NOX4 as an emerging prognostic and immunological biomarker across pan-cancer analyses.

Despite extensive research highlighting the pivotal role of NOX4 in the development of various malignancies, no systematic pan-cancer analysis has been conducted to evaluate its comprehensive prognostic value and potential immunological functions. In this study, we explored the prognostic significance of NOX4 and its role in immune modulation across different cancer types. We performed a pan-cancer analysis of NOX4 expression and its prognostic implications using multiple databases, including TCGA, GEPIA, GTEx, UALCAN, TISCH, GDSC, PDB, TIMER, and cBioPortal. This analysis provided a detailed assessment of NOX4 expression profiles, clinical correlations, genetic variants, tumor microenvironment interactions, immune relevance, therapeutic potential, and related gene functions through various multi-omics approaches. To further investigate these findings, we collected clinical samples from selected cancer types and validated NOX4 expression through immunohistochemistry, H&E staining, and RT-PCR. Our results revealed that NOX4 was overexpressed in most tumors, although its expression was significantly reduced in certain renal cancers.
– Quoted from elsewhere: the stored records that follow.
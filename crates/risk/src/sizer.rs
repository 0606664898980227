//! Risk Sizer
//!
//! Turns an aggregated signal into a sized, risk-bounded order candidate.
//!
//! Sizing is fixed-fractional on a volatility-scaled budget: the stop sits a
//! volatility multiple away from entry (clamped to a sane band), the capital
//! at risk is a configured fraction of equity scaled down as volatility
//! rises above its baseline and as the loss streak grows, and size is what
//! that budget buys at the stop distance. Candidates that cannot reach the
//! minimum risk/reward are rejected, never shipped.
//!
//! Every veto returns a [`Rejection`] with a machine-readable reason -
//! nothing is dropped silently.

use kestrel_core::Direction;
use kestrel_signal::AggregatedSignal;
use rust_decimal::Decimal;
use rust_decimal_macros::dec;
use serde::{Deserialize, Serialize};

/// Sizing policy, read once at startup
#[derive(Debug, Clone, Serialize, Deserialize)]
#[serde(default)]
pub struct SizerConfig {
    /// Minimum net strength to consider an entry
    pub entry_threshold: Decimal,
    /// Fraction of equity risked per trade
    pub risk_per_trade: Decimal,
    /// Cap on one position's notional as a fraction of equity
    pub max_position_frac: Decimal,
    /// Cap on total open notional as a fraction of equity
    pub max_exposure_frac: Decimal,
    /// Minimum acceptable target/stop distance ratio
    pub min_risk_reward: Decimal,
    /// Stop distance as a multiple of the volatility estimate
    pub stop_vol_multiplier: Decimal,
    /// Target distance as a multiple of the volatility estimate
    pub target_vol_multiplier: Decimal,
    /// Stop distance floor, as a fraction of entry price
    pub min_stop_frac: Decimal,
    /// Stop distance ceiling, as a fraction of entry price
    pub max_stop_frac: Decimal,
    /// Volatility/price above this shrinks the risk budget proportionally
    pub vol_baseline_frac: Decimal,
    /// Volatility/price at or above this rejects entries outright
    pub vol_halt_frac: Decimal,
    /// Risk budget shrinks by this much per consecutive loss
    pub loss_derisk_step: Decimal,
    /// Floor for the loss-streak scale
    pub loss_derisk_floor: Decimal,
}

impl Default for SizerConfig {
    fn default() -> Self {
        Self {
            entry_threshold: dec!(70),
            risk_per_trade: dec!(0.02),
            max_position_frac: dec!(0.25),
            max_exposure_frac: dec!(0.5),
            min_risk_reward: dec!(2.0),
            stop_vol_multiplier: dec!(2.0),
            target_vol_multiplier: dec!(4.0),
            min_stop_frac: dec!(0.01),
            max_stop_frac: dec!(0.05),
            vol_baseline_frac: dec!(0.02),
            vol_halt_frac: dec!(0.10),
            loss_derisk_step: dec!(0.15),
            loss_derisk_floor: dec!(0.25),
        }
    }
}

/// Account state the sizer needs; published by the governor
#[derive(Debug, Clone, Copy, Serialize, Deserialize)]
pub struct AccountSnapshot {
    pub equity: Decimal,
    pub consecutive_losses: u32,
    pub open_notional: Decimal,
}

/// A sized, risk-bounded order candidate
#[derive(Debug, Clone, Serialize, Deserialize)]
pub struct RiskDecision {
    pub symbol: String,
    pub direction: Direction,
    /// Units of the base asset
    pub size: Decimal,
    pub entry_price: Decimal,
    pub stop_price: Decimal,
    pub target_price: Decimal,
    /// Capital at risk if the stop is hit
    pub risk_amount: Decimal,
    pub risk_reward_ratio: Decimal,
}

impl RiskDecision {
    pub fn notional(&self) -> Decimal {
        self.size * self.entry_price
    }
}

/// Machine-readable veto reasons
#[derive(Debug, Clone, Copy, PartialEq, Eq, Serialize, Deserialize)]
pub enum RejectReason {
    /// Too few live sources agreed (aggregation produced nothing)
    InsufficientConfluence,
    /// Net strength under the entry threshold, or no direction
    BelowThreshold,
    /// Achievable risk/reward under the configured minimum
    RatioTooLow,
    /// Would push open notional past the portfolio cap
    ExposureCap,
    /// Volatility too high to enter at all
    VolatilityHalt,
}

impl RejectReason {
    pub fn as_str(&self) -> &'static str {
        match self {
            RejectReason::InsufficientConfluence => "insufficient_confluence",
            RejectReason::BelowThreshold => "below_threshold",
            RejectReason::RatioTooLow => "ratio_too_low",
            RejectReason::ExposureCap => "exposure_cap",
            RejectReason::VolatilityHalt => "volatility_halt",
        }
    }
}

/// A policy veto - non-fatal, always carries its reason
#[derive(Debug, Clone)]
pub struct Rejection {
    pub reason: RejectReason,
    pub detail: String,
}

impl Rejection {
    pub fn new(reason: RejectReason, detail: impl Into<String>) -> Self {
        Self {
            reason,
            detail: detail.into(),
        }
    }
}

pub type SizeResult = std::result::Result<RiskDecision, Rejection>;

/// Stateless sizing policy
pub struct RiskSizer {
    config: SizerConfig,
}

impl RiskSizer {
    pub fn new(config: SizerConfig) -> Self {
        Self { config }
    }

    pub fn config(&self) -> &SizerConfig {
        &self.config
    }

    /// Size an entry candidate, or explain why not
    pub fn size(
        &self,
        aggregated: &AggregatedSignal,
        account: &AccountSnapshot,
        entry_price: Decimal,
        volatility: Decimal,
    ) -> SizeResult {
        let cfg = &self.config;

        // 1. Conviction gate
        if aggregated.direction.is_flat() {
            return Err(Rejection::new(
                RejectReason::BelowThreshold,
                "no directional consensus",
            ));
        }
        if aggregated.net_strength < cfg.entry_threshold {
            return Err(Rejection::new(
                RejectReason::BelowThreshold,
                format!(
                    "net strength {} below entry threshold {}",
                    aggregated.net_strength, cfg.entry_threshold
                ),
            ));
        }

        if entry_price <= Decimal::ZERO || account.equity <= Decimal::ZERO {
            return Err(Rejection::new(
                RejectReason::BelowThreshold,
                "no tradable price or equity",
            ));
        }

        // 2. Volatility regime gate
        let vol_frac = volatility / entry_price;
        if vol_frac >= cfg.vol_halt_frac {
            return Err(Rejection::new(
                RejectReason::VolatilityHalt,
                format!(
                    "volatility {:.4} of price at or above halt level {}",
                    vol_frac, cfg.vol_halt_frac
                ),
            ));
        }

        // 3. Stop distance: volatility multiple, clamped to a band around entry
        let stop_distance = (cfg.stop_vol_multiplier * volatility).clamp(
            entry_price * cfg.min_stop_frac,
            entry_price * cfg.max_stop_frac,
        );

        // 4. Risk budget: fixed fraction, de-risked for volatility and streaks
        let vol_scale = if vol_frac > cfg.vol_baseline_frac && vol_frac > Decimal::ZERO {
            cfg.vol_baseline_frac / vol_frac
        } else {
            Decimal::ONE
        };
        let loss_scale = (Decimal::ONE
            - cfg.loss_derisk_step * Decimal::from(account.consecutive_losses))
        .max(cfg.loss_derisk_floor);
        let risk_budget = account.equity * cfg.risk_per_trade * vol_scale * loss_scale;

        // 5. Size from budget, capped by per-position notional
        let mut size = risk_budget / stop_distance;
        let max_notional = account.equity * cfg.max_position_frac;
        if size * entry_price > max_notional {
            size = max_notional / entry_price;
        }

        // 6. Target from the volatility multiple; enforce the ratio floor
        let target_distance = cfg.target_vol_multiplier * volatility;
        let risk_reward_ratio = target_distance / stop_distance;
        if risk_reward_ratio < cfg.min_risk_reward {
            return Err(Rejection::new(
                RejectReason::RatioTooLow,
                format!(
                    "achievable risk/reward {:.2} below minimum {}",
                    risk_reward_ratio, cfg.min_risk_reward
                ),
            ));
        }

        // 7. Portfolio exposure cap (re-checked by the governor before entry)
        let notional = size * entry_price;
        if account.open_notional + notional > account.equity * cfg.max_exposure_frac {
            return Err(Rejection::new(
                RejectReason::ExposureCap,
                format!(
                    "open notional {} + {} would exceed cap {}",
                    account.open_notional,
                    notional,
                    account.equity * cfg.max_exposure_frac
                ),
            ));
        }

        let (stop_price, target_price) = match aggregated.direction {
            Direction::Long => (entry_price - stop_distance, entry_price + target_distance),
            Direction::Short => (entry_price + stop_distance, entry_price - target_distance),
            Direction::Flat => unreachable!("flat rejected above"),
        };

        log::info!(
            "[SIZER] {} {} {:.4} @ {} stop {} target {} (risk {})",
            aggregated.symbol,
            aggregated.direction.as_str(),
            size,
            entry_price,
            stop_price,
            target_price,
            size * stop_distance,
        );

        Ok(RiskDecision {
            symbol: aggregated.symbol.clone(),
            direction: aggregated.direction,
            size,
            entry_price,
            stop_price,
            target_price,
            risk_amount: size * stop_distance,
            risk_reward_ratio,
        })
    }
}

#[cfg(test)]
mod tests {
    use super::*;
    use chrono::Utc as ChronoUtc;
    use kestrel_signal::AggregatedSignal;

    fn aggregated(direction: Direction, net_strength: Decimal) -> AggregatedSignal {
        AggregatedSignal {
            symbol: "XMR-USDT".to_string(),
            direction,
            net_strength,
            contributions: Vec::new(),
            timestamp: ChronoUtc::now(),
        }
    }

    fn account() -> AccountSnapshot {
        AccountSnapshot {
            equity: dec!(10000),
            consecutive_losses: 0,
            open_notional: Decimal::ZERO,
        }
    }

    fn sizer() -> RiskSizer {
        RiskSizer::new(SizerConfig::default())
    }

    #[test]
    fn test_rejects_below_threshold() {
        // ~79 net strength against a raised 85 threshold
        let config = SizerConfig {
            entry_threshold: dec!(85),
            ..Default::default()
        };
        let sizer = RiskSizer::new(config);

        let result = sizer.size(
            &aggregated(Direction::Long, dec!(79.09)),
            &account(),
            dec!(160),
            dec!(4),
        );
        assert_eq!(result.unwrap_err().reason, RejectReason::BelowThreshold);
    }

    #[test]
    fn test_rejects_flat() {
        let result = sizer().size(
            &aggregated(Direction::Flat, dec!(95)),
            &account(),
            dec!(160),
            dec!(4),
        );
        assert_eq!(result.unwrap_err().reason, RejectReason::BelowThreshold);
    }

    #[test]
    fn test_risk_amount_within_budget() {
        let result = sizer()
            .size(
                &aggregated(Direction::Long, dec!(80)),
                &account(),
                dec!(160),
                dec!(4),
            )
            .unwrap();

        // Capital at risk never exceeds the per-trade budget
        assert!(result.risk_amount <= dec!(10000) * dec!(0.02));
        assert!(result.risk_reward_ratio >= dec!(2.0));
        assert_eq!(result.direction, Direction::Long);
        assert!(result.stop_price < result.entry_price);
        assert!(result.target_price > result.entry_price);
    }

    #[test]
    fn test_short_levels_mirror_long() {
        let result = sizer()
            .size(
                &aggregated(Direction::Short, dec!(80)),
                &account(),
                dec!(160),
                dec!(4),
            )
            .unwrap();

        assert!(result.stop_price > result.entry_price);
        assert!(result.target_price < result.entry_price);
    }

    #[test]
    fn test_rejects_ratio_too_low() {
        // Tiny volatility: stop gets clamped up to 1% of entry while the
        // target stays at 4x volatility, crushing the achievable ratio
        let result = sizer().size(
            &aggregated(Direction::Long, dec!(80)),
            &account(),
            dec!(160),
            dec!(0.2),
        );
        assert_eq!(result.unwrap_err().reason, RejectReason::RatioTooLow);
    }

    #[test]
    fn test_volatility_halt() {
        // 20 on a 160 price is 12.5% of price, past the 10% halt level
        let result = sizer().size(
            &aggregated(Direction::Long, dec!(80)),
            &account(),
            dec!(160),
            dec!(20),
        );
        assert_eq!(result.unwrap_err().reason, RejectReason::VolatilityHalt);
    }

    #[test]
    fn test_exposure_cap() {
        let account = AccountSnapshot {
            equity: dec!(10000),
            consecutive_losses: 0,
            open_notional: dec!(4990),
        };
        let result = sizer().size(
            &aggregated(Direction::Long, dec!(80)),
            &account,
            dec!(160),
            dec!(4),
        );
        assert_eq!(result.unwrap_err().reason, RejectReason::ExposureCap);
    }

    #[test]
    fn test_loss_streak_shrinks_size() {
        let calm = sizer()
            .size(
                &aggregated(Direction::Long, dec!(80)),
                &account(),
                dec!(160),
                dec!(4),
            )
            .unwrap();

        let bruised = sizer()
            .size(
                &aggregated(Direction::Long, dec!(80)),
                &AccountSnapshot {
                    consecutive_losses: 3,
                    ..account()
                },
                dec!(160),
                dec!(4),
            )
            .unwrap();

        assert!(bruised.size < calm.size);
        // Floor holds even for long streaks
        let floored = sizer()
            .size(
                &aggregated(Direction::Long, dec!(80)),
                &AccountSnapshot {
                    consecutive_losses: 20,
                    ..account()
                },
                dec!(160),
                dec!(4),
            )
            .unwrap();
        assert!(floored.size >= calm.size * dec!(0.25));
    }

    #[test]
    fn test_high_volatility_shrinks_budget() {
        // Uncap notional so only the volatility scaling differs
        let sizer = RiskSizer::new(SizerConfig {
            max_position_frac: dec!(1.0),
            max_exposure_frac: dec!(1.0),
            ..Default::default()
        });

        // 4/160 = 2.5% of price, above the 2% baseline
        let elevated = sizer
            .size(
                &aggregated(Direction::Long, dec!(80)),
                &account(),
                dec!(160),
                dec!(4),
            )
            .unwrap();

        // 3.2/160 = 2% of price, at baseline
        let baseline = sizer
            .size(
                &aggregated(Direction::Long, dec!(80)),
                &account(),
                dec!(160),
                dec!(3.2),
            )
            .unwrap();

        assert!(elevated.risk_amount < baseline.risk_amount);
    }
}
Moreover, we observed distinct correlations between NOX4 expression and patient prognosis. Notably, NOX4 expression was significantly associated with tumor infiltration, indicating its potential as a target for immunotherapy. Additionally, NOX4 expression showed significant correlations with immune checkpoint proteins (ICP), tumor mutation burden (TMB), microsatellite instability (MSI), RNA stemness scores (RNAss), DNA stemness scores (DNAss), RNA methylation, and DNA methylation.